Mi-décembre, un individu a été condamné à 8 ans de prison pour trafic entre Uchaud et Pézenas, où 42 kilos de cannabis ont été saisis. Le maire voit aussi l’éclosion “ces petites entreprises” du secteur réalisant leur chiffre d’affaires sans souci en raison d’un prétendu blanchiment d’argent.
Sa municipalité vient de récupérer les murs d’une épicerie qui concentrait nuisances et soupçons, “où ils ne fumaient pas de cigares cubains.”
-Pour Benoît Host, adjoint de sécurité à la mairie de Ganges (Hérault), 4 000 habitants, la lutte est quotidienne. La circulation rayonnait sur tout le bassin de vie, du Vigan aux pieds des Cévennes en passant par Saint-Hippolyte-du-Fort dans le Gard.
« Nous sommes des communautés rurales avec des problèmes urbains »
“Nous sommes des communautés rurales avec des problèmes urbains, nous mettons tout en œuvre et si nous ne tenions pas, ce serait fou” analyse celui qui commandait le groupement de gendarmerie de l’Hérault.
Leurs armes ? Amendes pour les consommateurs (lire ailleurs) et les caméras.
“Nous en avons mis 35 et il faut absolument freiner le réseau, nous avons identifié les points de deal” explains Benoît Host.
La limite : les individus arrêtés disposent souvent de ce que l’on appelle aujourd’hui des « petites quantités » : 50 g de cannabis, 4 ou 5 g de cocaïne et 250 € en espèces, le reste est caché chez des « infirmières », donc “le traitement judiciaire n’est pas le même”même si des incarcérations ont parfois lieu.

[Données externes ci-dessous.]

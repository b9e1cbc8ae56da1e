//! The tracking state machine and its background tasks.

use std::{
  sync::{Arc, Mutex, MutexGuard},
  time::Duration,
};

use chrono::{DateTime, Utc};
use haven_core::{
  presence::{LiveLocation, PositionUpdate},
  store::SafetyStore,
};
use tokio::task::JoinHandle;
use uuid::Uuid;

use crate::{
  Error, Result,
  geo::{BatteryProbe, Geolocator, Position},
};

// ─── Configuration ───────────────────────────────────────────────────────────

#[derive(Debug, Clone)]
pub struct TrackerConfig {
  /// Fallback poll cadence in case the device watch stalls.
  pub poll_interval: Duration,
  /// Bound on the initial (and manual-refresh) high-accuracy fix.
  pub fix_timeout:   Duration,
  /// Bound on each fallback poll fix; a miss does not end the session.
  pub watch_timeout: Duration,
}

impl Default for TrackerConfig {
  fn default() -> Self {
    Self {
      poll_interval: Duration::from_secs(15),
      fix_timeout:   Duration::from_secs(10),
      watch_timeout: Duration::from_secs(30),
    }
  }
}

// ─── State & metrics ─────────────────────────────────────────────────────────

/// The tracking lifecycle. All transitions are guarded; concurrent `start`
/// calls outside `Idle` are no-ops.
#[derive(Debug, Clone, Copy, PartialEq, Eq)]
pub enum TrackerState {
  Idle,
  Starting,
  Tracking,
  Stopping,
}

/// Running diagnostics. Exposed for observability, never used for control
/// flow.
#[derive(Debug, Clone, Default)]
pub struct TrackerMetrics {
  pub attempts:        u64,
  pub successes:       u64,
  pub last_success_at: Option<DateTime<Utc>>,
  /// Running average accuracy over successful writes.
  pub avg_accuracy_m:  Option<f64>,
}

impl TrackerMetrics {
  pub fn success_rate(&self) -> Option<f64> {
    (self.attempts > 0).then(|| self.successes as f64 / self.attempts as f64)
  }

  fn record_attempt(&mut self) { self.attempts += 1; }

  fn record_success(&mut self, accuracy_m: f64, at: DateTime<Utc>) {
    self.successes += 1;
    self.last_success_at = Some(at);
    let prev = self.avg_accuracy_m.unwrap_or(accuracy_m);
    self.avg_accuracy_m =
      Some(prev + (accuracy_m - prev) / self.successes as f64);
  }
}

// ─── Tracker ─────────────────────────────────────────────────────────────────

struct Inner<S, G, B> {
  store:           S,
  geo:             G,
  battery:         B,
  user_id:         Uuid,
  family_group_id: Option<Uuid>,
  config:          TrackerConfig,
  state:           Mutex<TrackerState>,
  metrics:         Mutex<TrackerMetrics>,
}

/// The Location Reporter. Owns the watch and fallback-poll tasks; shared
/// position state lives only in the store's live-location row.
pub struct Tracker<S, G, B> {
  inner: Arc<Inner<S, G, B>>,
  tasks: Mutex<Vec<JoinHandle<()>>>,
}

fn lock<T>(mutex: &Mutex<T>) -> MutexGuard<'_, T> {
  mutex.lock().expect("tracker mutex poisoned")
}

impl<S, G, B> Tracker<S, G, B>
where
  S: SafetyStore + Clone + Send + Sync + 'static,
  G: Geolocator,
  B: BatteryProbe,
{
  pub fn new(
    store: S,
    geo: G,
    battery: B,
    user_id: Uuid,
    family_group_id: Option<Uuid>,
    config: TrackerConfig,
  ) -> Self {
    Self {
      inner: Arc::new(Inner {
        store,
        geo,
        battery,
        user_id,
        family_group_id,
        config,
        state: Mutex::new(TrackerState::Idle),
        metrics: Mutex::new(TrackerMetrics::default()),
      }),
      tasks: Mutex::new(Vec::new()),
    }
  }

  pub fn state(&self) -> TrackerState { *lock(&self.inner.state) }

  pub fn store(&self) -> &S { &self.inner.store }

  pub fn metrics(&self) -> TrackerMetrics {
    lock(&self.inner.metrics).clone()
  }

  /// Begin tracking: one immediate high-accuracy fix, then the continuous
  /// watch plus the periodic fallback poll.
  ///
  /// A no-op unless the tracker is `Idle` — the guard makes concurrent
  /// starts safe. Permission denial or a timeout on the immediate fix
  /// aborts the start and returns the tracker to `Idle`.
  pub async fn start(&self) -> Result<()> {
    {
      let mut state = lock(&self.inner.state);
      if *state != TrackerState::Idle {
        return Ok(());
      }
      *state = TrackerState::Starting;
    }

    let first = match self
      .inner
      .geo
      .current_position(true, self.inner.config.fix_timeout)
      .await
    {
      Ok(position) => position,
      Err(e) => {
        *lock(&self.inner.state) = TrackerState::Idle;
        return Err(Error::Geo(e));
      }
    };

    if let Err(e) = self.inner.write_position(first).await {
      *lock(&self.inner.state) = TrackerState::Idle;
      return Err(e);
    }

    let watch = tokio::spawn(watch_task(Arc::clone(&self.inner)));
    let poll = tokio::spawn(poll_task(Arc::clone(&self.inner)));
    lock(&self.tasks).extend([watch, poll]);

    *lock(&self.inner.state) = TrackerState::Tracking;
    Ok(())
  }

  /// Tear down the watch and the fallback poll. With `explicit = true`
  /// (user-initiated stop) the shared row is flipped offline exactly once;
  /// with `explicit = false` (component teardown) the shared status is left
  /// untouched so a transient unmount never falsely marks the user offline.
  pub async fn stop(&self, explicit: bool) -> Result<()> {
    {
      let mut state = lock(&self.inner.state);
      if !matches!(*state, TrackerState::Tracking | TrackerState::Starting) {
        return Ok(());
      }
      *state = TrackerState::Stopping;
    }

    for task in lock(&self.tasks).drain(..) {
      task.abort();
    }

    let result = if explicit {
      self
        .inner
        .store
        .set_offline(self.inner.user_id)
        .await
        .map(|_| ())
        .map_err(|e| Error::Store(Box::new(e)))
    } else {
      Ok(())
    };

    *lock(&self.inner.state) = TrackerState::Idle;
    result
  }

  /// Manual one-shot refresh through the same write path. User-initiated,
  /// so failures propagate instead of being swallowed.
  pub async fn refresh(&self) -> Result<LiveLocation> {
    let position = self
      .inner
      .geo
      .current_position(true, self.inner.config.fix_timeout)
      .await?;
    self.inner.write_position(position).await
  }
}

impl<S, G, B> Inner<S, G, B>
where
  S: SafetyStore + Clone + Send + Sync + 'static,
  G: Geolocator,
  B: BatteryProbe,
{
  /// The single write path both the watch and the poll converge on.
  /// Enriches the fix with best-effort battery level and upserts the
  /// live-location row (status comes back `Online`).
  async fn write_position(&self, position: Position) -> Result<LiveLocation> {
    lock(&self.metrics).record_attempt();

    let battery_pct = self.battery.level().await;
    let written = self
      .store
      .upsert_live_location(PositionUpdate {
        user_id: self.user_id,
        family_group_id: self.family_group_id,
        latitude: position.latitude,
        longitude: position.longitude,
        accuracy_m: position.accuracy_m,
        heading: position.heading,
        speed: position.speed,
        battery_pct,
      })
      .await
      .map_err(|e| Error::Store(Box::new(e)))?;

    lock(&self.metrics).record_success(position.accuracy_m, Utc::now());
    Ok(written)
  }
}

// ─── Background tasks ────────────────────────────────────────────────────────
// Failures in both loops are swallowed at the loop boundary: logged and
// counted, never session-ending.

async fn watch_task<S, G, B>(inner: Arc<Inner<S, G, B>>)
where
  S: SafetyStore + Clone + Send + Sync + 'static,
  G: Geolocator,
  B: BatteryProbe,
{
  let mut rx = inner.geo.watch_positions();
  while let Some(item) = rx.recv().await {
    match item {
      Ok(position) => {
        if let Err(e) = inner.write_position(position).await {
          tracing::warn!(user = %inner.user_id, error = %e, "watch write failed");
        }
      }
      Err(e) => {
        tracing::warn!(user = %inner.user_id, error = %e, "watch fix failed");
      }
    }
  }
}

async fn poll_task<S, G, B>(inner: Arc<Inner<S, G, B>>)
where
  S: SafetyStore + Clone + Send + Sync + 'static,
  G: Geolocator,
  B: BatteryProbe,
{
  let mut interval = tokio::time::interval(inner.config.poll_interval);
  // The immediate tick was already covered by the start-up fix.
  interval.tick().await;

  loop {
    interval.tick().await;
    match inner
      .geo
      .current_position(false, inner.config.watch_timeout)
      .await
    {
      Ok(position) => {
        if let Err(e) = inner.write_position(position).await {
          tracing::warn!(user = %inner.user_id, error = %e, "poll write failed");
        }
      }
      Err(e) => {
        lock(&inner.metrics).record_attempt();
        tracing::warn!(user = %inner.user_id, error = %e, "poll fix failed");
      }
    }
  }
}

Les conséquences du trafic sont désastreuses pour l’élu, ancien patron du GIGN : «la drogue est le moteur de la délinquance en France, c’est un problème d’ordre public, de santé, de moralité.»

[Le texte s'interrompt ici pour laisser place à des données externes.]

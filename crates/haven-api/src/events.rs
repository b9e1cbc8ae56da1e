//! `GET /events` — the SSE bridge over the realtime change bus.
//!
//! Scope the stream with `?family_group_id=` or `?incident_id=` (incident
//! wins when both are present). Each change arrives as a `change` event whose
//! data is the JSON [`haven_core::event::ChangeEvent`]; a consumer that falls
//! behind receives a `resync` event and should re-fetch instead of trusting
//! the stream.

use std::convert::Infallible;

use axum::{
  extract::{Query, State},
  response::sse::{Event, KeepAlive, Sse},
};
use futures::{Stream, StreamExt as _};
use haven_bus::BusEvent;
use haven_core::{event::EventFilter, store::SafetyStore};
use serde::Deserialize;
use uuid::Uuid;

use crate::AppState;

#[derive(Debug, Deserialize)]
pub struct SubscribeParams {
  pub family_group_id: Option<Uuid>,
  pub incident_id:     Option<Uuid>,
}

/// `GET /events[?family_group_id=|incident_id=]`
pub async fn subscribe<S>(
  State(state): State<AppState<S>>,
  Query(params): Query<SubscribeParams>,
) -> Sse<impl Stream<Item = Result<Event, Infallible>>>
where
  S: SafetyStore + Send + Sync + 'static,
{
  let filter = match (params.incident_id, params.family_group_id) {
    (Some(incident), _) => EventFilter::Incident(incident),
    (None, Some(family)) => EventFilter::FamilyGroup(family),
    (None, None) => EventFilter::All,
  };

  let stream = state.bus.subscribe(filter).map(|item| {
    Ok(match item {
      BusEvent::Change(change) => Event::default()
        .event("change")
        .data(serde_json::to_string(&change).unwrap_or_default()),
      BusEvent::Lagged(missed) => {
        Event::default().event("resync").data(missed.to_string())
      }
    })
  });

  Sse::new(stream).keep_alive(KeepAlive::default())
}
//! Core types and trait definitions for the Haven safety platform.
//!
//! This crate is deliberately free of HTTP and database dependencies.
//! All other crates depend on it; it depends on nothing proprietary.

// We intentionally use native `async fn` in traits (stabilised in Rust 1.75).
// Suppress the advisory lint about `Send` bounds on the returned futures.
#![allow(async_fn_in_trait)]

pub mod error;
pub mod event;
pub mod hours;
pub mod incident;
pub mod place;
pub mod presence;
pub mod sla;
pub mod store;

pub use error::{Error, Result};
//! Location Reporter — samples device geolocation and maintains the shared
//! per-user live-location row.
//!
//! The reporter is an explicit finite-state machine rather than a pile of
//! mutable flags: `start` is reentrancy-guarded, `stop` distinguishes an
//! explicit user stop (which flips the shared row offline) from component
//! teardown (which only tears down local tasks), and both the continuous
//! watch and the periodic fallback poll converge on one idempotent upsert
//! path.

pub mod error;
pub mod geo;
pub mod tracker;

pub use error::{Error, Result};
pub use geo::{BatteryProbe, GeoError, Geolocator, NoBattery, Position};
pub use tracker::{Tracker, TrackerConfig, TrackerMetrics, TrackerState};

#[cfg(test)]
mod tests;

A Cendras, 1650 âmes, dans les Cévennes Gardoises, Sylvain André, le maire PCF, a décidé d’installer une vidéosurveillance après que sa commune ait été exposée à la circulation, mais il en connaît les limites.
« Quand nous sommes rongés par le trafic, cela nuit à notre image »
« J’ai installé des caméras, c’est efficace mais ça ne résout rien, ça déplace le problème vers les zones rurales. Nous devons nous attaquer à la racine : nous avons besoin de plus de police, d’éducateurs et de prévention » il croit.
Président de l’Association des maires ruraux (AMR) du Gard, il confirme la généralisation et le silence, aussi, des élus, qui ne préfèrent pas en parler.
“Pour nous, les choses se sont améliorées, mais quand nous sommes rongés par le trafic, cela nuit à l’image.”
Son homologue de l’AMR dans l’Hérault, Philippe Doutremepuich, maire du village de l’arrière-pays du Causse-de-la-Selle, relaie le désarroi actuel.
« Il y a un manque de moyens »
« Nous avons trois gendarmes qui se battent en duel… J’exagère, mais il manque de moyens » dit-il. Elu pour 40 ans, alors qu’il s’apprête à passer le relais le 1er février, il rappelle aussi que le mode de vie des campagnes a changé et s’est urbanisé : “Avant les gens voulaient un point d’eau, aujourd’hui de la fibre et une crèche”et, désormais, obtenir plus facilement des stupéfiants.